Task to complete
The required output is the complete data, repeated without alteration.

Dataset records
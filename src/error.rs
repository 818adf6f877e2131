// src/error.rs

//! Unified error handling for the crawler application.

use std::fmt;

use thiserror::Error;

/// Result type alias for crawler operations.
pub type Result<T> = std::result::Result<T, AppError>;

/// Why an authentication attempt failed.
#[derive(Debug, Clone, Copy, PartialEq, Eq)]
pub enum AuthReason {
    /// Credentials were rejected by the login form
    InvalidCredentials,
    /// The authenticated marker never appeared within the bounded wait
    Timeout,
    /// Anything else (driver died, unexpected page, ...)
    Unknown,
}

impl fmt::Display for AuthReason {
    fn fmt(&self, f: &mut fmt::Formatter<'_>) -> fmt::Result {
        match self {
            Self::InvalidCredentials => write!(f, "invalid credentials"),
            Self::Timeout => write!(f, "login marker timeout"),
            Self::Unknown => write!(f, "unknown"),
        }
    }
}

/// Transient failure classes the retry controller is allowed to absorb.
#[derive(Debug, Clone, Copy, PartialEq, Eq)]
pub enum TransientKind {
    /// Bounded wait for an element expired
    ElementTimeout,
    /// Element handle went stale mid-query (DOM mutation race)
    StaleElement,
    /// Network-level blip (connect reset, 5xx, ...)
    Network,
}

impl fmt::Display for TransientKind {
    fn fmt(&self, f: &mut fmt::Formatter<'_>) -> fmt::Result {
        match self {
            Self::ElementTimeout => write!(f, "element timeout"),
            Self::StaleElement => write!(f, "stale element"),
            Self::Network => write!(f, "network"),
        }
    }
}

/// Unified application error type.
#[derive(Error, Debug)]
pub enum AppError {
    /// Login failed or the session could not be re-established
    #[error("Auth error for {source_id}: {reason}")]
    Auth { source_id: String, reason: AuthReason },

    /// Retryable rendering/network failure
    #[error("Transient error ({kind}) at {context}: {message}")]
    Transient {
        kind: TransientKind,
        context: String,
        message: String,
    },

    /// A mandatory field could not be extracted
    #[error("Extraction error for {url}: missing {field}")]
    Extraction { url: String, field: &'static str },

    /// External sheet write failed; backup already durable
    #[error("Commit error: {0}")]
    Commit(String),

    /// Configuration error (fatal, aborts before any source runs)
    #[error("Configuration error: {0}")]
    Config(String),

    /// I/O operation failed
    #[error("I/O error: {0}")]
    Io(#[from] std::io::Error),

    /// HTTP request failed
    #[error("HTTP error: {0}")]
    Http(#[from] reqwest::Error),

    /// JSON serialization/deserialization failed
    #[error("JSON error: {0}")]
    Json(#[from] serde_json::Error),

    /// TOML parsing failed
    #[error("TOML parse error: {0}")]
    Toml(#[from] toml::de::Error),

    /// URL parsing failed
    #[error("URL parse error: {0}")]
    Url(#[from] url::ParseError),

    /// CSS selector parsing failed
    #[error("Invalid selector '{selector}': {message}")]
    Selector { selector: String, message: String },
}

impl AppError {
    /// Create an auth error.
    pub fn auth(source_id: impl Into<String>, reason: AuthReason) -> Self {
        Self::Auth {
            source_id: source_id.into(),
            reason,
        }
    }

    /// Create a transient error with context.
    pub fn transient(
        kind: TransientKind,
        context: impl Into<String>,
        message: impl fmt::Display,
    ) -> Self {
        Self::Transient {
            kind,
            context: context.into(),
            message: message.to_string(),
        }
    }

    /// Create an extraction error for a mandatory field.
    pub fn extraction(url: impl Into<String>, field: &'static str) -> Self {
        Self::Extraction {
            url: url.into(),
            field,
        }
    }

    /// Create a commit error.
    pub fn commit(message: impl Into<String>) -> Self {
        Self::Commit(message.into())
    }

    /// Create a configuration error.
    pub fn config(message: impl Into<String>) -> Self {
        Self::Config(message.into())
    }

    /// Create a selector parsing error.
    pub fn selector(selector: impl Into<String>, message: impl fmt::Display) -> Self {
        Self::Selector {
            selector: selector.into(),
            message: message.to_string(),
        }
    }

    /// The transient kind, if this error is retryable at all.
    pub fn transient_kind(&self) -> Option<TransientKind> {
        match self {
            Self::Transient { kind, .. } => Some(*kind),
            Self::Http(e) if e.is_timeout() => Some(TransientKind::Network),
            Self::Http(e) if e.is_connect() || e.is_request() => Some(TransientKind::Network),
            _ => None,
        }
    }

    /// Whether this error suggests the session expired (auth redirect,
    /// paywall). These are never retried locally.
    pub fn suggests_expiry(&self) -> bool {
        matches!(self, Self::Auth { .. })
    }
}

#[cfg(test)]
mod tests {
    use super::*;

    #[test]
    fn transient_kind_only_for_whitelisted() {
        let e = AppError::transient(TransientKind::ElementTimeout, "page 1", "wait expired");
        assert_eq!(e.transient_kind(), Some(TransientKind::ElementTimeout));

        let e = AppError::auth("rulings", AuthReason::Timeout);
        assert_eq!(e.transient_kind(), None);
        assert!(e.suggests_expiry());

        let e = AppError::extraction("https://x.test/1", "title");
        assert_eq!(e.transient_kind(), None);
    }

    #[test]
    fn display_carries_context() {
        let e = AppError::transient(TransientKind::StaleElement, "field title", "gone");
        let s = e.to_string();
        assert!(s.contains("stale element"));
        assert!(s.contains("field title"));
    }
}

Your solution
filename src/error.rs
repository 818adf6f877e2131
// src/error.rs

//! Unified error handling for the crawler application.

use std::fmt;

use thiserror::Error;

/// Result type alias for crawler operations.
pub type Result<T> = std::result::Result<T, AppError>;

/// Why an authentication attempt failed.
#[derive(Debug, Clone, Copy, PartialEq, Eq)]
pub enum AuthReason {
    /// Credentials were rejected by the login form
    InvalidCredentials,
    /// The authenticated marker never appeared within the bounded wait
    Timeout,
    /// Anything else (driver died, unexpected page, ...)
    Unknown,
}

impl fmt::Display for AuthReason {
    fn fmt(&self, f: &mut fmt::Formatter<'_>) -> fmt::Result {
        match self {
            Self::InvalidCredentials => write!(f, "invalid credentials"),
            Self::Timeout => write!(f, "login marker timeout"),
            Self::Unknown => write!(f, "unknown"),
        }
    }
}

/// Transient failure classes the retry controller is allowed to absorb.
#[derive(Debug, Clone, Copy, PartialEq, Eq)]
pub enum TransientKind {
    /// Bounded wait for an element expired
    ElementTimeout,
    /// Element handle went stale mid-query (DOM mutation race)
    StaleElement,
    /// Network-level blip (connect reset, 5xx, ...)
    Network,
}

impl fmt::Display for TransientKind {
    fn fmt(&self, f: &mut fmt::Formatter<'_>) -> fmt::Result {
        match self {
            Self::ElementTimeout => write!(f, "element timeout"),
            Self::StaleElement => write!(f, "stale element"),
            Self::Network => write!(f, "network"),
        }
    }
}

/// Unified application error type.
#[derive(Error, Debug)]
pub enum AppError {
    /// Login failed or the session could not be re-established
    #[error("Auth error for {source_id}: {reason}")]
    Auth { source_id: String, reason: AuthReason },

    /// Retryable rendering/network failure
    #[error("Transient error ({kind}) at {context}: {message}")]
    Transient {
        kind: TransientKind,
        context: String,
        message: String,
    },

    /// A mandatory field could not be extracted
    #[error("Extraction error for {url}: missing {field}")]
    Extraction { url: String, field: &'static str },

    /// External sheet write failed; backup already durable
    #[error("Commit error: {0}")]
    Commit(String),

    /// Configuration error (fatal, aborts before any source runs)
    #[error("Configuration error: {0}")]
    Config(String),

    /// I/O operation failed
    #[error("I/O error: {0}")]
    Io(#[from] std::io::Error),

    /// HTTP request failed
    #[error("HTTP error: {0}")]
    Http(#[from] reqwest::Error),

    /// JSON serialization/deserialization failed
    #[error("JSON error: {0}")]
    Json(#[from] serde_json::Error),

    /// TOML parsing failed
    #[error("TOML parse error: {0}")]
    Toml(#[from] toml::de::Error),

    /// URL parsing failed
    #[error("URL parse error: {0}")]
    Url(#[from] url::ParseError),

    /// CSS selector parsing failed
    #[error("Invalid selector '{selector}': {message}")]
    Selector { selector: String, message: String },
}

impl AppError {
    /// Create an auth error.
    pub fn auth(source_id: impl Into<String>, reason: AuthReason) -> Self {
        Self::Auth {
            source_id: source_id.into(),
            reason,
        }
    }

    /// Create a transient error with context.
    pub fn transient(
        kind: TransientKind,
        context: impl Into<String>,
        message: impl fmt::Display,
    ) -> Self {
        Self::Transient {
            kind,
            context: context.into(),
            message: message.to_string(),
        }
    }

    /// Create an extraction error for a mandatory field.
    pub fn extraction(url: impl Into<String>, field: &'static str) -> Self {
        Self::Extraction {
            url: url.into(),
            field,
        }
    }

    /// Create a commit error.
    pub fn commit(message: impl Into<String>) -> Self {
        Self::Commit(message.into())
    }

    /// Create a configuration error.
    pub fn config(message: impl Into<String>) -> Self {
        Self::Config(message.into())
    }

    /// Create a selector parsing error.
    pub fn selector(selector: impl Into<String>, message: impl fmt::Display) -> Self {
        Self::Selector {
            selector: selector.into(),
            message: message.to_string(),
        }
    }

    /// The transient kind, if this error is retryable at all.
    pub fn transient_kind(&self) -> Option<TransientKind> {
        match self {
            Self::Transient { kind, .. } => Some(*kind),
            Self::Http(e) if e.is_timeout() => Some(TransientKind::Network),
            Self::Http(e) if e.is_connect() || e.is_request() => Some(TransientKind::Network),
            _ => None,
        }
    }

    /// Whether this error suggests the session expired (auth redirect,
    /// paywall). These are never retried locally.
    pub fn suggests_expiry(&self) -> bool {
        matches!(self, Self::Auth { .. })
    }
}

#[cfg(test)]
mod tests {
    use super::*;

    #[test]
    fn transient_kind_only_for_whitelisted() {
        let e = AppError::transient(TransientKind::ElementTimeout, "page 1", "wait expired");
        assert_eq!(e.transient_kind(), Some(TransientKind::ElementTimeout));

        let e = AppError::auth("rulings", AuthReason::Timeout);
        assert_eq!(e.transient_kind(), None);
        assert!(e.suggests_expiry());

        let e = AppError::extraction("https://x.test/1", "title");
        assert_eq!(e.transient_kind(), None);
    }

    #[test]
    fn display_carries_context() {
        let e = AppError::transient(TransientKind::StaleElement, "field title", "gone");
        let s = e.to_string();
        assert!(s.contains("stale element"));
        assert!(s.contains("field title"));
    }
}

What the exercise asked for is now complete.